> [ACTIVITY]: Copy the entries exactly. Leave nothing out and add nothing.

> [TASK DATA]:
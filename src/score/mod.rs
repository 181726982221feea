//! Relative Risk scoring: percent-to-count conversion, max-abs scaling,
//! optional feature crosses, summation, and the policy-adjusted priority rank.
//! Also the indicator correlation matrix used to pick features.

mod correlate;
mod cross;
mod normalize;
mod risk;
mod scale;
mod weighted;

pub use correlate::{INDICATOR, correlate, numeric_indicators};
pub use cross::{CROSSED, CrossedFeatures, cross_features, crossed_feature};
pub use normalize::{Feature, NormalizedTable, normalize};
pub use risk::{
    PolicyData, PolicyTerms, Priority, RankedGeography, RiskInput, RiskRanking,
    priority_indicator, rank_counties,
};
pub use scale::{max_abs_scale, min_max_scale};
pub use weighted::{descending_order, weighted_column_sum};
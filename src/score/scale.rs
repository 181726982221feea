//! Column scalers.
//!
//! A constant (or all-zero) column scales to all zeros instead of NaN/Inf.

/// Divide by the largest absolute value, mapping into [-1, 1].
/// Returns the scaled values and the divisor (0 for an all-zero column).
pub fn max_abs_scale(values: &[f64]) -> (Vec<f64>, f64) {
    let divisor = values.iter().fold(0.0_f64, |max, v| max.max(v.abs()));
    if divisor == 0.0 || !divisor.is_finite() {
        return (vec![0.0; values.len()], 0.0);
    }
    (values.iter().map(|v| v / divisor).collect(), divisor)
}

/// `(x - min) / (max - min)`, mapping into [0, 1].
pub fn min_max_scale(values: &[f64]) -> Vec<f64> {
    let (min, max) = values.iter()
        .fold((f64::INFINITY, f64::NEG_INFINITY), |(lo, hi), &v| (lo.min(v), hi.max(v)));
    let range = max - min;
    if range <= 0.0 || !range.is_finite() {
        return vec![0.0; values.len()];
    }
    values.iter().map(|v| (v - min) / range).collect()
}
pub mod correlate;
pub mod cost;
pub mod equity;
pub mod rank;
pub mod transport;

use std::path::Path;

use anyhow::{Context, Result, bail};
use log::LevelFilter;
use openequity::{AnalysisConfig, FeatureTable, GeoId, GeoType, TableSchema, io};
use polars::frame::DataFrame;

use crate::cli::Cli;

/// `RUST_LOG` wins when set; otherwise `-v` raises the default filter.
pub fn init_logging(verbose: u8) {
    if std::env::var_os("RUST_LOG").is_some() {
        pretty_env_logger::init();
        return;
    }
    let level = match verbose {
        0 => LevelFilter::Info,
        1 => LevelFilter::Debug,
        _ => LevelFilter::Trace,
    };
    pretty_env_logger::formatted_builder().filter_level(level).init();
}

pub fn load_config(cli: &Cli) -> Result<AnalysisConfig> {
    match &cli.config {
        Some(path) => AnalysisConfig::from_path(path)
            .with_context(|| format!("[config] Failed to load configuration from {}", path.display())),
        None => Ok(AnalysisConfig::default()),
    }
}

/// Read a table and apply the global selection filters.
pub fn load_table(cli: &Cli, path: &Path, schema: &TableSchema) -> Result<FeatureTable> {
    let mut table = io::read_table(path, schema)
        .with_context(|| format!("[load] Failed to load table from {}", path.display()))?;

    if let Some(state) = &cli.state {
        table = table.in_state(state)?;
    }
    if let Some(parent) = &cli.within {
        table = table.within(&parent_id(parent)?)?;
    }
    if !cli.names.is_empty() {
        table = table.with_names(&cli.names)?;
    }
    if table.is_empty() {
        bail!("[load] No geographies in {} match the selection", path.display());
    }

    log::info!("[load] selected {} {}s from {}", table.len(), table.geo_type(), path.display());
    Ok(table)
}

/// Parent geography from the length of its id.
fn parent_id(id: &str) -> Result<GeoId> {
    let ty = match id.trim().len() {
        2 => GeoType::State,
        5 => GeoType::County,
        11 => GeoType::Tract,
        n => bail!("[load] '{id}' is not a state (2), county (5) or tract (11) id; found {n} characters"),
    };
    Ok(GeoId::new(ty, id.trim()))
}

/// Write `frame` to `output`, or to stdout as CSV.
pub fn write_output(mut frame: DataFrame, output: Option<&Path>) -> Result<()> {
    match output {
        Some(path) => io::write_csv(&mut frame, path)
            .with_context(|| format!("[output] Failed to write {}", path.display())),
        None => {
            print!("{}", io::write_csv_string(&mut frame)?);
            Ok(())
        }
    }
}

> [TASK SOLUTION]:
filename src/score/mod.rs
repository 181726982221feea
//! Relative Risk scoring: percent-to-count conversion, max-abs scaling,
//! optional feature crosses, summation, and the policy-adjusted priority rank.
//! Also the indicator correlation matrix used to pick features.

mod correlate;
mod cross;
mod normalize;
mod risk;
mod scale;
mod weighted;

pub use correlate::{INDICATOR, correlate, numeric_indicators};
pub use cross::{CROSSED, CrossedFeatures, cross_features, crossed_feature};
pub use normalize::{Feature, NormalizedTable, normalize};
pub use risk::{
    PolicyData, PolicyTerms, Priority, RankedGeography, RiskInput, RiskRanking,
    priority_indicator, rank_counties,
};
pub use scale::{max_abs_scale, min_max_scale};
pub use weighted::{descending_order, weighted_column_sum};
filename src/score/scale.rs
repository 181726982221feea
//! Column scalers.
//!
//! A constant (or all-zero) column scales to all zeros instead of NaN/Inf.

/// Divide by the largest absolute value, mapping into [-1, 1].
/// Returns the scaled values and the divisor (0 for an all-zero column).
pub fn max_abs_scale(values: &[f64]) -> (Vec<f64>, f64) {
    let divisor = values.iter().fold(0.0_f64, |max, v| max.max(v.abs()));
    if divisor == 0.0 || !divisor.is_finite() {
        return (vec![0.0; values.len()], 0.0);
    }
    (values.iter().map(|v| v / divisor).collect(), divisor)
}

/// `(x - min) / (max - min)`, mapping into [0, 1].
pub fn min_max_scale(values: &[f64]) -> Vec<f64> {
    let (min, max) = values.iter()
        .fold((f64::INFINITY, f64::NEG_INFINITY), |(lo, hi), &v| (lo.min(v), hi.max(v)));
    let range = max - min;
    if range <= 0.0 || !range.is_finite() {
        return vec![0.0; values.len()];
    }
    values.iter().map(|v| (v - min) / range).collect()
}
pub mod correlate;
pub mod cost;
pub mod equity;
pub mod rank;
pub mod transport;

use std::path::Path;

use anyhow::{Context, Result, bail};
use log::LevelFilter;
use openequity::{AnalysisConfig, FeatureTable, GeoId, GeoType, TableSchema, io};
use polars::frame::DataFrame;

use crate::cli::Cli;

/// `RUST_LOG` wins when set; otherwise `-v` raises the default filter.
pub fn init_logging(verbose: u8) {
    if std::env::var_os("RUST_LOG").is_some() {
        pretty_env_logger::init();
        return;
    }
    let level = match verbose {
        0 => LevelFilter::Info,
        1 => LevelFilter::Debug,
        _ => LevelFilter::Trace,
    };
    pretty_env_logger::formatted_builder().filter_level(level).init();
}

pub fn load_config(cli: &Cli) -> Result<AnalysisConfig> {
    match &cli.config {
        Some(path) => AnalysisConfig::from_path(path)
            .with_context(|| format!("[config] Failed to load configuration from {}", path.display())),
        None => Ok(AnalysisConfig::default()),
    }
}

/// Read a table and apply the global selection filters.
pub fn load_table(cli: &Cli, path: &Path, schema: &TableSchema) -> Result<FeatureTable> {
    let mut table = io::read_table(path, schema)
        .with_context(|| format!("[load] Failed to load table from {}", path.display()))?;

    if let Some(state) = &cli.state {
        table = table.in_state(state)?;
    }
    if let Some(parent) = &cli.within {
        table = table.within(&parent_id(parent)?)?;
    }
    if !cli.names.is_empty() {
        table = table.with_names(&cli.names)?;
    }
    if table.is_empty() {
        bail!("[load] No geographies in {} match the selection", path.display());
    }

    log::info!("[load] selected {} {}s from {}", table.len(), table.geo_type(), path.display());
    Ok(table)
}

/// Parent geography from the length of its id.
fn parent_id(id: &str) -> Result<GeoId> {
    let ty = match id.trim().len() {
        2 => GeoType::State,
        5 => GeoType::County,
        11 => GeoType::Tract,
        n => bail!("[load] '{id}' is not a state (2), county (5) or tract (11) id; found {n} characters"),
    };
    Ok(GeoId::new(ty, id.trim()))
}

/// Write `frame` to `output`, or to stdout as CSV.
pub fn write_output(mut frame: DataFrame, output: Option<&Path>) -> Result<()> {
    match output {
        Some(path) => io::write_csv(&mut frame, path)
            .with_context(|| format!("[output] Failed to write {}", path.display())),
        None => {
            print!("{}", io::write_csv_string(&mut frame)?);
            Ok(())
        }
    }
}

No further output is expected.